● EXTRACTED INFORMATION
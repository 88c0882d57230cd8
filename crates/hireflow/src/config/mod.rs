use std::env;
use std::fmt;
use std::net::{IpAddr, SocketAddr};
use std::time::Duration;

/// Distinguishes runtime behavior for different stages of the service.
#[derive(Debug, Clone, Copy, PartialEq, Eq)]
pub enum AppEnvironment {
    Development,
    Test,
    Production,
}

impl AppEnvironment {
    fn from_str(value: &str) -> Self {
        match value.trim().to_ascii_lowercase().as_str() {
            "prod" | "production" => Self::Production,
            "test" | "ci" => Self::Test,
            _ => Self::Development,
        }
    }
}

/// Top-level configuration for the application.
#[derive(Debug, Clone)]
pub struct AppConfig {
    pub environment: AppEnvironment,
    pub server: ServerConfig,
    pub telemetry: TelemetryConfig,
    pub scheduler: SchedulerConfig,
    pub evaluator: EvaluatorConfig,
}

impl AppConfig {
    pub fn load() -> Result<Self, ConfigError> {
        dotenvy::dotenv().ok();

        let environment = AppEnvironment::from_str(
            &env::var("APP_ENV").unwrap_or_else(|_| "development".to_string()),
        );

        let host = env::var("APP_HOST").unwrap_or_else(|_| "127.0.0.1".to_string());
        let port = parse_env("APP_PORT", 3000u16)?;
        let log_level = env::var("APP_LOG_LEVEL").unwrap_or_else(|_| "info".to_string());

        // Daily sweep by default; the exact local wall-clock alignment is a
        // deployment concern, the core contract is a single non-reentrant timer.
        let sweep_interval_secs = parse_env("APP_STATUS_SWEEP_INTERVAL_SECS", 86_400u64)?;

        let evaluator = EvaluatorConfig {
            train_timeout: Duration::from_secs(parse_env("APP_EVALUATOR_TRAIN_TIMEOUT_SECS", 30)?),
            forward_timeout: Duration::from_secs(parse_env(
                "APP_EVALUATOR_FORWARD_TIMEOUT_SECS",
                10,
            )?),
            forward_queue_capacity: parse_env("APP_EVALUATOR_QUEUE_CAPACITY", 256usize)?,
            forward_max_attempts: parse_env("APP_EVALUATOR_FORWARD_ATTEMPTS", 3u32)?,
            forward_backoff: Duration::from_millis(parse_env(
                "APP_EVALUATOR_FORWARD_BACKOFF_MS",
                500,
            )?),
        };

        Ok(Self {
            environment,
            server: ServerConfig { host, port },
            telemetry: TelemetryConfig { log_level },
            scheduler: SchedulerConfig {
                sweep_interval: Duration::from_secs(sweep_interval_secs),
            },
            evaluator,
        })
    }
}

fn parse_env<T: std::str::FromStr>(key: &'static str, default: T) -> Result<T, ConfigError> {
    match env::var(key) {
        Ok(raw) => raw
            .trim()
            .parse::<T>()
            .map_err(|_| ConfigError::InvalidValue { key }),
        Err(_) => Ok(default),
    }
}

/// Settings controlling the HTTP server binding.
#[derive(Debug, Clone)]
pub struct ServerConfig {
    pub host: String,
    pub port: u16,
}

impl ServerConfig {
    pub fn socket_addr(&self) -> Result<SocketAddr, ConfigError> {
        if self.host.eq_ignore_ascii_case("localhost") {
            return Ok(SocketAddr::new(IpAddr::from([127, 0, 0, 1]), self.port));
        }

        let ip: IpAddr = self
            .host
            .parse()
            .map_err(|source| ConfigError::InvalidHost { source })?;

        Ok(SocketAddr::new(ip, self.port))
    }
}

/// Tracing and metrics controls.
#[derive(Debug, Clone)]
pub struct TelemetryConfig {
    pub log_level: String,
}

/// Posting status sweep timer settings.
#[derive(Debug, Clone)]
pub struct SchedulerConfig {
    pub sweep_interval: Duration,
}

/// Outbound evaluator call bounds and forwarding queue policy.
#[derive(Debug, Clone)]
pub struct EvaluatorConfig {
    pub train_timeout: Duration,
    pub forward_timeout: Duration,
    pub forward_queue_capacity: usize,
    pub forward_max_attempts: u32,
    pub forward_backoff: Duration,
}

#[derive(Debug)]
pub enum ConfigError {
    InvalidValue { key: &'static str },
    InvalidHost { source: std::net::AddrParseError },
}

impl fmt::Display for ConfigError {
    fn fmt(&self, f: &mut fmt::Formatter<'_>) -> fmt::Result {
        match self {
            ConfigError::InvalidValue { key } => {
                write!(f, "{key} could not be parsed from the environment")
            }
            ConfigError::InvalidHost { .. } => {
                write!(f, "APP_HOST must parse to an IPv4 or IPv6 address")
            }
        }
    }
}

impl std::error::Error for ConfigError {
    fn source(&self) -> Option<&(dyn std::error::Error + 'static)> {
        match self {
            ConfigError::InvalidValue { .. } => None,
            ConfigError::InvalidHost { source } => Some(source),
        }
    }
}
use std::sync::{Arc, Mutex};
use std::time::Duration;

use async_trait::async_trait;
use chrono::{DateTime, NaiveDate, Utc};

use crate::workflows::recruiting::applications::ApplicationService;
use crate::workflows::recruiting::dispatch::{
    EvaluatorClient, EvaluatorError, ForwardingPolicy, ForwardingQueue,
};
use crate::workflows::recruiting::memory::{FixedClock, InMemoryRecruitingStore};
use crate::workflows::recruiting::payload::{
    ApplicationForwarded, CompanyRequest, CoverLetterAnswerInput, CoverLetterQuestionRequest,
    CriteriaExport, CriterionFinding, CoverLetterEvaluation, EvaluationPayload,
    GradeCriterionRequest, JobPostingRequest, OverallAnalysis, QuestionCriterionRequest,
    ResumeAnswerInput, ResumeItemEvaluation, ResumeItemRequest, SubmissionRequest,
};
use crate::workflows::recruiting::postings::JobPostingService;
use crate::workflows::recruiting::reconcile::EvaluationReconciler;
use crate::workflows::recruiting::domain::{Grade, JobPosting, ResumeItemType};

pub(super) fn date(y: i32, m: u32, d: u32) -> NaiveDate {
    NaiveDate::from_ymd_opt(y, m, d).expect("valid date")
}

pub(super) fn instant(y: i32, m: u32, d: u32) -> DateTime<Utc> {
    date(y, m, d)
        .and_hms_opt(0, 0, 0)
        .expect("valid time")
        .and_utc()
}

/// Evaluator double that records every call and can be told to fail.
#[derive(Default)]
pub(super) struct RecordingEvaluator {
    pub submissions: Mutex<Vec<ApplicationForwarded>>,
    pub trainings: Mutex<Vec<CriteriaExport>>,
    pub fail_submissions: Mutex<bool>,
    pub fail_trainings: Mutex<bool>,
}

impl RecordingEvaluator {
    pub fn failing_training() -> Self {
        let evaluator = Self::default();
        *evaluator.fail_trainings.lock().expect("poisoned") = true;
        evaluator
    }

    pub fn submission_count(&self) -> usize {
        self.submissions.lock().expect("poisoned").len()
    }
}

#[async_trait]
impl EvaluatorClient for RecordingEvaluator {
    async fn submit_application(
        &self,
        payload: &ApplicationForwarded,
    ) -> Result<(), EvaluatorError> {
        if *self.fail_submissions.lock().expect("poisoned") {
            return Err(EvaluatorError::Transport("connection refused".to_string()));
        }
        self.submissions
            .lock()
            .expect("poisoned")
            .push(payload.clone());
        Ok(())
    }

    async fn train_criteria(&self, export: &CriteriaExport) -> Result<(), EvaluatorError> {
        if *self.fail_trainings.lock().expect("poisoned") {
            return Err(EvaluatorError::Rejected("invalid rubric".to_string()));
        }
        self.trainings.lock().expect("poisoned").push(export.clone());
        Ok(())
    }
}

pub(super) struct Harness {
    pub store: Arc<InMemoryRecruitingStore>,
    pub evaluator: Arc<RecordingEvaluator>,
    pub postings: JobPostingService<InMemoryRecruitingStore, RecordingEvaluator, FixedClock>,
    pub applications: ApplicationService<InMemoryRecruitingStore, FixedClock>,
    pub reconciler: EvaluationReconciler<InMemoryRecruitingStore, FixedClock>,
}

/// Wire every service against one in-memory store and a fixed clock. The
/// forwarding queue gets a real worker with a short retry policy.
pub(super) fn harness(now: DateTime<Utc>) -> Harness {
    let store = Arc::new(InMemoryRecruitingStore::new());
    let clock = Arc::new(FixedClock(now));
    let evaluator = Arc::new(RecordingEvaluator::default());

    let policy = ForwardingPolicy {
        queue_capacity: 16,
        call_timeout: Duration::from_secs(1),
        max_attempts: 2,
        backoff_base: Duration::from_millis(10),
    };
    let (forwarding, _worker) = ForwardingQueue::spawn(evaluator.clone(), policy);

    let postings = JobPostingService::new(
        store.clone(),
        evaluator.clone(),
        clock.clone(),
        Duration::from_secs(1),
    );
    let applications = ApplicationService::new(store.clone(), clock.clone(), forwarding);
    let reconciler = EvaluationReconciler::new(store.clone(), clock.clone());

    let harness = Harness {
        store,
        evaluator,
        postings,
        applications,
        reconciler,
    };
    harness
        .postings
        .register_company(CompanyRequest {
            name: "Acme Robotics".to_string(),
            description: Some("Builds robots".to_string()),
        })
        .expect("company registers");
    harness
}

/// Posting open through January 2025, evaluated through mid-February.
pub(super) fn posting_request() -> JobPostingRequest {
    JobPostingRequest {
        title: "Backend Engineer".to_string(),
        description: Some("Own the ingestion pipeline".to_string()),
        application_start_date: Some(date(2025, 1, 1)),
        application_end_date: Some(date(2025, 1, 31)),
        evaluation_end_date: Some(date(2025, 2, 15)),
        total_score: Some(15),
        resume_score_weight: 70,
        cover_letter_score_weight: 30,
        passing_score: 10,
        resume_items: vec![
            ResumeItemRequest {
                name: "Work Experience".to_string(),
                item_type: ResumeItemType::Text,
                required: true,
                max_score: 10,
                criteria: vec![
                    GradeCriterionRequest {
                        grade: Grade::Excellent,
                        description: "5+ years of backend work".to_string(),
                        score_per_grade: 10,
                    },
                    GradeCriterionRequest {
                        grade: Grade::Normal,
                        description: "Some backend exposure".to_string(),
                        score_per_grade: 5,
                    },
                ],
            },
            ResumeItemRequest {
                name: "Certifications".to_string(),
                item_type: ResumeItemType::Text,
                required: false,
                max_score: 5,
                criteria: vec![GradeCriterionRequest {
                    grade: Grade::Good,
                    description: "Relevant certification".to_string(),
                    score_per_grade: 5,
                }],
            },
            // Identity field: stored and forwarded, never part of the rubric.
            ResumeItemRequest {
                name: "Email".to_string(),
                item_type: ResumeItemType::Text,
                required: true,
                max_score: 0,
                criteria: Vec::new(),
            },
        ],
        cover_letter_questions: vec![CoverLetterQuestionRequest {
            content: "Why do you want to join?".to_string(),
            required: true,
            max_characters: 500,
            criteria: vec![QuestionCriterionRequest {
                name: "Motivation".to_string(),
                overall_description: Some("Genuine interest in the role".to_string()),
                details: vec![GradeCriterionRequest {
                    grade: Grade::Excellent,
                    description: "Specific and personal".to_string(),
                    score_per_grade: 5,
                }],
            }],
        }],
    }
}

pub(super) async fn create_posting(harness: &Harness) -> JobPosting {
    harness
        .postings
        .create(posting_request())
        .await
        .expect("posting creates")
}

pub(super) fn submission(posting: &JobPosting, email: &str) -> SubmissionRequest {
    SubmissionRequest {
        applicant_name: "Jordan Reyes".to_string(),
        applicant_email: email.to_string(),
        resume_item_answers: posting
            .resume_items
            .iter()
            .map(|item| ResumeAnswerInput {
                resume_item_id: item.id,
                content: format!("answer for {}", item.name),
            })
            .collect(),
        cover_letter_question_answers: posting
            .cover_letter_questions
            .iter()
            .map(|question| CoverLetterAnswerInput {
                cover_letter_question_id: question.id,
                content: "I have followed your work for years.".to_string(),
            })
            .collect(),
    }
}

/// Evaluation payload scoring the first resume item 8/10 and the second 5/5.
pub(super) fn evaluation_payload(posting: &JobPosting, email: &str) -> EvaluationPayload {
    EvaluationPayload {
        applicant_name: "Jordan Reyes".to_string(),
        applicant_email: email.to_string(),
        application_id: None,
        job_posting_id: posting.id,
        resume_evaluations: vec![
            ResumeItemEvaluation {
                resume_item_id: posting.resume_items[0].id,
                resume_item_name: posting.resume_items[0].name.clone(),
                resume_content: "answer for Work Experience".to_string(),
                score: Some(8),
            },
            ResumeItemEvaluation {
                resume_item_id: posting.resume_items[1].id,
                resume_item_name: posting.resume_items[1].name.clone(),
                resume_content: "answer for Certifications".to_string(),
                score: Some(5),
            },
        ],
        cover_letter_evaluations: vec![CoverLetterEvaluation {
            cover_letter_question_id: posting.cover_letter_questions[0].id,
            keywords: vec!["motivation".to_string()],
            summary: "Clear and specific".to_string(),
            answer_evaluations: vec![CriterionFinding {
                criterion_name: "Motivation".to_string(),
                grade: Grade::Excellent,
                evaluated_content: "I have followed your work for years.".to_string(),
                reason: "Names concrete projects".to_string(),
            }],
        }],
        overall_analysis: Some(OverallAnalysis {
            evaluation: "Strong backend profile".to_string(),
            strengths: vec!["Production experience".to_string()],
            improvement_points: vec!["Little frontend exposure".to_string()],
            recommendation: "PASS".to_string(),
            confidence: 0.87,
        }),
    }
}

● PROMPT
Search the records for the string "true" and report each line that has it.

● RESULT OF THE TASK
        *evaluator.fail_trainings.lock().expect("poisoned") = true;
                required: true,
                required: true,
            required: true,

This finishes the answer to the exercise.